Common Easter Message by Their Beatitudes the Patriarchs and Their Excellencies the Heads of the Churches of Jerusalem

“Christ is risen” (Like 24:1-52). Jesus, Lord and Saviour, has risen today, just as He had foretold His apostles. “They will put Him to death, and on the third day He will rise again” (Mt 17:23). Indeed, after the suffering and death of our Lord Jesus Christ, the Churches of Jerusalem witness with one voice and one heart to the glory of His Resurrection as they rejoice in the hope and strength that comes from that empty tomb in the heart of our Holy City.

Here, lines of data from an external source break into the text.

use std::collections::HashMap;
use std::sync::Arc;

use bytes::Bytes;

use memkv_resp::Reply;

use super::helpers::{get_as_hash, key_string};
use crate::db::Database;
use crate::value::Value;

fn get_or_init_hash(db: &Arc<Database>, key: &str) -> Result<HashMap<String, Bytes>, Reply> {
    match get_as_hash(db, key)? {
        Some(h) => Ok(h),
        None => Ok(HashMap::new()),
    }
}

pub fn exec_hset(db: &Arc<Database>, args: &[Bytes]) -> Reply {
    let key = key_string(&args[0]);
    let field = key_string(&args[1]);
    let mut hash = match get_or_init_hash(db, &key) {
        Err(e) => return e,
        Ok(h) => h,
    };
    let created = !hash.contains_key(&field);
    hash.insert(field, args[2].clone());
    db.put_entity(&key, Value::Hash(hash));
    Reply::Integer(if created { 1 } else { 0 })
}

pub fn exec_hsetnx(db: &Arc<Database>, args: &[Bytes]) -> Reply {
    let key = key_string(&args[0]);
    let field = key_string(&args[1]);
    let mut hash = match get_or_init_hash(db, &key) {
        Err(e) => return e,
        Ok(h) => h,
    };
    if hash.contains_key(&field) {
        return Reply::Integer(0);
    }
    hash.insert(field, args[2].clone());
    db.put_entity(&key, Value::Hash(hash));
    Reply::Integer(1)
}

pub fn exec_hget(db: &Arc<Database>, args: &[Bytes]) -> Reply {
    let key = key_string(&args[0]);
    let field = key_string(&args[1]);
    match get_as_hash(db, &key) {
        Err(e) => e,
        Ok(None) => Reply::NullBulk,
        Ok(Some(hash)) => match hash.get(&field) {
            Some(value) => Reply::Bulk(value.clone()),
            None => Reply::NullBulk,
        },
    }
}

pub fn exec_hexists(db: &Arc<Database>, args: &[Bytes]) -> Reply {
    let key = key_string(&args[0]);
    let field = key_string(&args[1]);
    match get_as_hash(db, &key) {
        Err(e) => e,
        Ok(None) => Reply::Integer(0),
        Ok(Some(hash)) => Reply::Integer(if hash.contains_key(&field) { 1 } else { 0 }),
    }
}

pub fn exec_hdel(db: &Arc<Database>, args: &[Bytes]) -> Reply {
    let key = key_string(&args[0]);
    let mut hash = match get_as_hash(db, &key) {
        Err(e) => return e,
        Ok(None) => return Reply::NullBulk,
        Ok(Some(h)) => h,
    };
    let mut removed = 0i64;
    for field_arg in &args[1..] {
        if hash.remove(&key_string(field_arg)).is_some() {
            removed += 1;
        }
    }
    if hash.is_empty() {
        db.remove(&key);
    } else {
        db.put_entity(&key, Value::Hash(hash));
    }
    Reply::Integer(removed)
}

pub fn exec_hlen(db: &Arc<Database>, args: &[Bytes]) -> Reply {
    let key = key_string(&args[0]);
    match get_as_hash(db, &key) {
        Err(e) => e,
        Ok(None) => Reply::Integer(0),
        Ok(Some(hash)) => Reply::Integer(hash.len() as i64),
    }
}

pub fn exec_hstrlen(db: &Arc<Database>, args: &[Bytes]) -> Reply {
    let key = key_string(&args[0]);
    let field = key_string(&args[1]);
    match get_as_hash(db, &key) {
        Err(e) => e,
        Ok(None) => Reply::Integer(0),
        Ok(Some(hash)) => Reply::Integer(hash.get(&field).map(|v| v.len() as i64).unwrap_or(0)),
    }
}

Before bearing the cross Himself, Jesus had called upon His disciples to carry the cross and follow Him. He had asked them to walk the narrow path that leads toward salvation. This double vision of the cross and the Resurrection applies to the situation in which we find ourselves today. Our suffering and fear in the past few months has increased in view of the uncertainty of the political situation. We reassure each and every one of our sons and daughters that we share the pain of every family that is deprived of hope as they go through their daily lives without jobs and income or are exposed physically and psychologically to the painful measures that are imposed upon them. Although the closures that are sealing most of the Palestinian territories bring days of deep despair, we ought to remain committed to hope. “I call heaven and earth to witness against you today that I have set before you life and death, blessing and curses. Choose life so that you and your descendants may live” (Deut 30:19).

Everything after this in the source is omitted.